TASK REQUIREMENTS:
Whenever a line of the data below holds the string "BytesMut", copy that line.

PROVIDED ENTRIES:
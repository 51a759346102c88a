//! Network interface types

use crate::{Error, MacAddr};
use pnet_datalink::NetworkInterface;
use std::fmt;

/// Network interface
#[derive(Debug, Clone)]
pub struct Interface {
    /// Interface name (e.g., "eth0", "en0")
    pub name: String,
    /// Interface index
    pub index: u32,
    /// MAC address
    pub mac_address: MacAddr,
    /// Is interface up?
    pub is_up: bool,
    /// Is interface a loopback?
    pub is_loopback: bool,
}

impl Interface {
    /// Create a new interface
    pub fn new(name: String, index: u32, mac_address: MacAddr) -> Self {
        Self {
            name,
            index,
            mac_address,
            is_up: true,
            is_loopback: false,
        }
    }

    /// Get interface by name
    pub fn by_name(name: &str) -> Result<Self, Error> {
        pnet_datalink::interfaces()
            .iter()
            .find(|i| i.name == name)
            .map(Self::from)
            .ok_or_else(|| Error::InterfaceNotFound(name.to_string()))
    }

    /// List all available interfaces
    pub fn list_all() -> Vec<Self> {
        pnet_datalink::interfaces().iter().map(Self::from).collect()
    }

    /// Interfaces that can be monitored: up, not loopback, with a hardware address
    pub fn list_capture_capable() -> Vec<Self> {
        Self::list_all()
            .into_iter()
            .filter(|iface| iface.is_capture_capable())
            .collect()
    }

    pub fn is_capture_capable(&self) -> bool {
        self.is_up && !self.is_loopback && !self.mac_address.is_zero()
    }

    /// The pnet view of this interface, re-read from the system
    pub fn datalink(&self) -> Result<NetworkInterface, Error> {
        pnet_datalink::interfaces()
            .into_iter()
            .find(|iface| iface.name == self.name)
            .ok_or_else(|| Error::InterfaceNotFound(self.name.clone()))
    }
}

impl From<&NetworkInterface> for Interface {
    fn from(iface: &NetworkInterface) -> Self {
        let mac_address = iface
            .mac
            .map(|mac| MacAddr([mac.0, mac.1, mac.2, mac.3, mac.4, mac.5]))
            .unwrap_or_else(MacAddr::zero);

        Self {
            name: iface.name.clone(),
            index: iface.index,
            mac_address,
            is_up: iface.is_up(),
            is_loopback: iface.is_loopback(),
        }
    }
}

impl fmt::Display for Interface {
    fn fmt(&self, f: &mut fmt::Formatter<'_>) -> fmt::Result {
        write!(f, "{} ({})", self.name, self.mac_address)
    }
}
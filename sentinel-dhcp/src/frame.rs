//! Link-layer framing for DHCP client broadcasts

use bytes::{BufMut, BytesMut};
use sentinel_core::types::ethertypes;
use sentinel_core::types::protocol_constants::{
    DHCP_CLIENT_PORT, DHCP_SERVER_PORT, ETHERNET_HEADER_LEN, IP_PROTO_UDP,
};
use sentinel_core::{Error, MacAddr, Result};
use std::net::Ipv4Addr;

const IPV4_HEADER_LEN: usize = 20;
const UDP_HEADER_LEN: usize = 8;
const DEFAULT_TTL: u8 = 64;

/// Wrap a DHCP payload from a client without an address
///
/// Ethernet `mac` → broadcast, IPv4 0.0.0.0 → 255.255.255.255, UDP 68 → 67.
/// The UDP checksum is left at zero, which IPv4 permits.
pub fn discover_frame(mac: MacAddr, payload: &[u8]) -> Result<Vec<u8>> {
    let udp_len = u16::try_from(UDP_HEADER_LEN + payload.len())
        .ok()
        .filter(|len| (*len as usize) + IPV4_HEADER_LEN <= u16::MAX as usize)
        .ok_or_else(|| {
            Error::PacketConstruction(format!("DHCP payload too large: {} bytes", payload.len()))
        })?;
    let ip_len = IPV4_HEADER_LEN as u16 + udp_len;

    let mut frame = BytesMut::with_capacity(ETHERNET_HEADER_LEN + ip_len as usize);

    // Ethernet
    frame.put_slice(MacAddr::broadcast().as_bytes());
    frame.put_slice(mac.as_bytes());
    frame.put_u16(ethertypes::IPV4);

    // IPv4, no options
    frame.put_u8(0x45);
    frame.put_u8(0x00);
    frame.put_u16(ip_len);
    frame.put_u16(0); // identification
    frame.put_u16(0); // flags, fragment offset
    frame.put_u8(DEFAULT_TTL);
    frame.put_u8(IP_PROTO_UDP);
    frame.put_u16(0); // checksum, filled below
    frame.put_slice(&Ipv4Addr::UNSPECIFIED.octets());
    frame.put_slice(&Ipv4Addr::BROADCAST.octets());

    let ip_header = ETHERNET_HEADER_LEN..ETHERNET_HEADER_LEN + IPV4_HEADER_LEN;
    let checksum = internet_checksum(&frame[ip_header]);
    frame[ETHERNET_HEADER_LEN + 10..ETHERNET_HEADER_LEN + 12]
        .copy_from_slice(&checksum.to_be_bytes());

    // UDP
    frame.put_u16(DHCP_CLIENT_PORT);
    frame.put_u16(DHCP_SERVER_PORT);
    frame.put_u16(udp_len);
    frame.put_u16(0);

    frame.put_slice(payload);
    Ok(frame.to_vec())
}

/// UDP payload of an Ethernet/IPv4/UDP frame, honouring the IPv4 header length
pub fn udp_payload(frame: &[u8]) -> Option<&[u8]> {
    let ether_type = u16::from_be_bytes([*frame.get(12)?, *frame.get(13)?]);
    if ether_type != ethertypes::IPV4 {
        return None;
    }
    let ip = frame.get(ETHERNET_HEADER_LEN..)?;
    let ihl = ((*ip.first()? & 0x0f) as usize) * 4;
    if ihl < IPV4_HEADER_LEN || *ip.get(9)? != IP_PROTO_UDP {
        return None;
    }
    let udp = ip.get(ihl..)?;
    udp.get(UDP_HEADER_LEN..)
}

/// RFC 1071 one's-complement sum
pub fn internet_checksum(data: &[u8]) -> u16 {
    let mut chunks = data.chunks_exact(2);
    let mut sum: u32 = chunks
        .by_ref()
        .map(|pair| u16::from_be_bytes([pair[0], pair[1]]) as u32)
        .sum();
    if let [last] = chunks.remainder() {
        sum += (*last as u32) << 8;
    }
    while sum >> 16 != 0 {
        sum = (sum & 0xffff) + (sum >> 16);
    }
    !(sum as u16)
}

EXERCISE SOLUTION:
use bytes::{BufMut, BytesMut};
    let mut frame = BytesMut::with_capacity(ETHERNET_HEADER_LEN + ip_len as usize);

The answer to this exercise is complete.